Varnish is a web server technology which is used to store millions or billions of web pages/files in RAM to serve them ultra-fast, instead of falling back to a regular web server which may need to pull a file off the disk or use laborious computations to create the necessary web page. This is a straightforward high-volume task which should be bottlenecked on network and CPU—copying parts of RAM to the network as fast as possible.
PHK observed that Varnish server CPUs were not a bottleneck, and almost entirely idle. Why? Because it was spending most of its time tracking what files were in RAM, to make sure the copies weren’t too old & obsolete. This tracking was conveniently & efficiently implemented as a binary heap.
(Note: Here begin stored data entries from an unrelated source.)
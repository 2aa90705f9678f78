//! Rust code generation modules.

pub mod expand;
pub mod schema;

pub use expand::{ExpandEmitter, expand};
pub use schema::{SchemaPrinter, serialize};
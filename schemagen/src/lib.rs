//! # schemagen
//!
//! Derive declarative field schemas and expand functions from Rust structs.
//!
//! schemagen walks the fields of a type, classifies each one into a schema
//! value kind and renders two artifacts as Rust source: a function returning
//! the schema mapping, and `expand_*` functions that build the typed value
//! back from its generic key/value representation.
//!
//! ## Features
//!
//! - **Static reflection** - `#[derive(Reflect)]` builds type descriptors
//! - **Filters** - rename, retype, skip or flatten any field during the walk
//! - **Deterministic output** - keys are always emitted in sorted order
//! - **Printer** - write generated files into a module directory
//!
//! ## Quick Start
//!
//! ```ignore
//! use schemagen::prelude::*;
//!
//! #[derive(Default, Reflect)]
//! struct Uplink {
//!     name: String,
//!     mtu: u32,
//! }
//!
//! let printer = Printer::new("uplink", "src/generated")
//!     .with_generator(SchemaGenerator::of::<Uplink>("uplink.rs", "uplink_schema"));
//! printer.run()?;
//! ```
//!
//! ## Crate Organization
//!
//! - [`core`] - Type descriptors, `Reflect` and naming
//! - [`schema`] - Schema vocabulary, classifier, filters and the walker
//! - [`codegen`] - Serializer, expand emitter, generators and printer

pub mod prelude;

/// Type descriptors and the `Reflect` trait.
pub mod core {
    pub use schemagen_core::*;
}

/// Schema vocabulary and derivation.
pub mod schema {
    pub use schemagen_schema::*;
}

/// Source generation from derived schemas.
pub mod codegen {
    pub use schemagen_codegen::*;
}

pub use schemagen_derive::Reflect;

// Re-export commonly used items at the crate root
pub use schemagen_codegen::{CodegenError, Generator, Printer, SchemaGenerator};
pub use schemagen_schema::{Derivation, DeriveError, derive, derive_type};
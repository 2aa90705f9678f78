//! Example generating the schema and expand functions of a switch spec.
//!
//! Run with: `cargo run --example generate -- [output-dir]`
//!
//! Set `RUST_LOG=debug` to see which fields the walker drops.

use schemagen::prelude::*;
use std::path::PathBuf;
use tracing_subscriber::EnvFilter;

/// Uplink port policy.
#[derive(Debug, Default, Reflect)]
#[schema(path = "types::UplinkPolicy")]
#[allow(dead_code)]
struct UplinkPolicy {
    active_uplinks: Vec<String>,
    standby_uplinks: Vec<String>,
    notify_switches: Option<bool>,
}

/// Settings shared by every network object.
#[derive(Debug, Default, Reflect)]
#[schema(path = "types::ObjectSpec")]
#[allow(dead_code)]
struct ObjectSpec {
    name: String,
    description: Option<String>,
}

/// Host membership entry.
#[derive(Debug, Default, Reflect)]
#[schema(path = "types::HostMember")]
#[allow(dead_code)]
struct HostMember {
    host_id: String,
    max_proxy_switch_ports: i32,
}

/// Distributed virtual switch creation spec.
#[derive(Debug, Default, Reflect)]
#[schema(path = "types::DvsCreateSpec")]
#[allow(dead_code)]
struct DvsCreateSpec {
    #[schema(flatten)]
    object: ObjectSpec,
    #[schema(rename = "mtu")]
    max_mtu: u32,
    num_standalone_ports: i32,
    uplink_policy: UplinkPolicy,
    hosts: Vec<HostMember>,
    #[schema(skip)]
    config_version: String,
    extra: Option<Box<dyn std::any::Any + Send + Sync>>,
}

fn filter_dvs_create_spec(state: GenFieldState) -> Result<GenFieldState, FilterError> {
    match state.name() {
        "name" => Ok(state.with_schema(|s| {
            s.required = true;
            s.description = "The name of the distributed virtual switch.".to_string();
        })),
        "mtu" => Ok(state.with_schema(|s| {
            s.optional = true;
            s.default = Some(AttrValue::Int(1500));
        })),
        "active_uplinks" | "standby_uplinks" => Ok(state.with_schema(|s| s.optional = true)),
        _ => Ok(state),
    }
}

fn main() -> anyhow::Result<()> {
    tracing_subscriber::fmt()
        .with_env_filter(EnvFilter::try_from_default_env().unwrap_or_else(|_| "info".into()))
        .init();

    let dir = std::env::args()
        .nth(1)
        .map(PathBuf::from)
        .unwrap_or_else(|| std::env::temp_dir().join("schemagen-dvs"));

    let printer = Printer::new("dvs", &dir).with_generator(
        SchemaGenerator::of::<DvsCreateSpec>("dvs_create_spec.rs", "schema_dvs_create_spec")
            .with_filter(filter_dvs_create_spec),
    );

    for path in printer.run()? {
        tracing::info!("Wrote {}", path.display());
        println!("{}", std::fs::read_to_string(&path)?);
    }
    Ok(())
}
Unfortunately, a Varnish server wants to spend all its memory on the actual files it’s there to send, forcing much of the binary heap to be stashed on disk. This is bad because the binary heap assumes that all of it is in memory and optimizes for number of queries, spreading itself across a lot of memory—except because it is getting pushed out to disk, that means that each lookup may require going out to disk. So while the binary heap requires the minimum number of queries to figure out what objects are obsolete, each query is a worst-case query, unexpectedly taking milliseconds or entire seconds!
The solution is to take a binary heap and rearrange it into a “B-heap” to keep nearby entries on the same part of disk, instead of scattered across the disk. That way, when Varnish is forced to go out to disk to check obsoleteness, it at least only has to do a few queries on a single part of the disk which can be read en masse, and can get back to useful work more quickly.]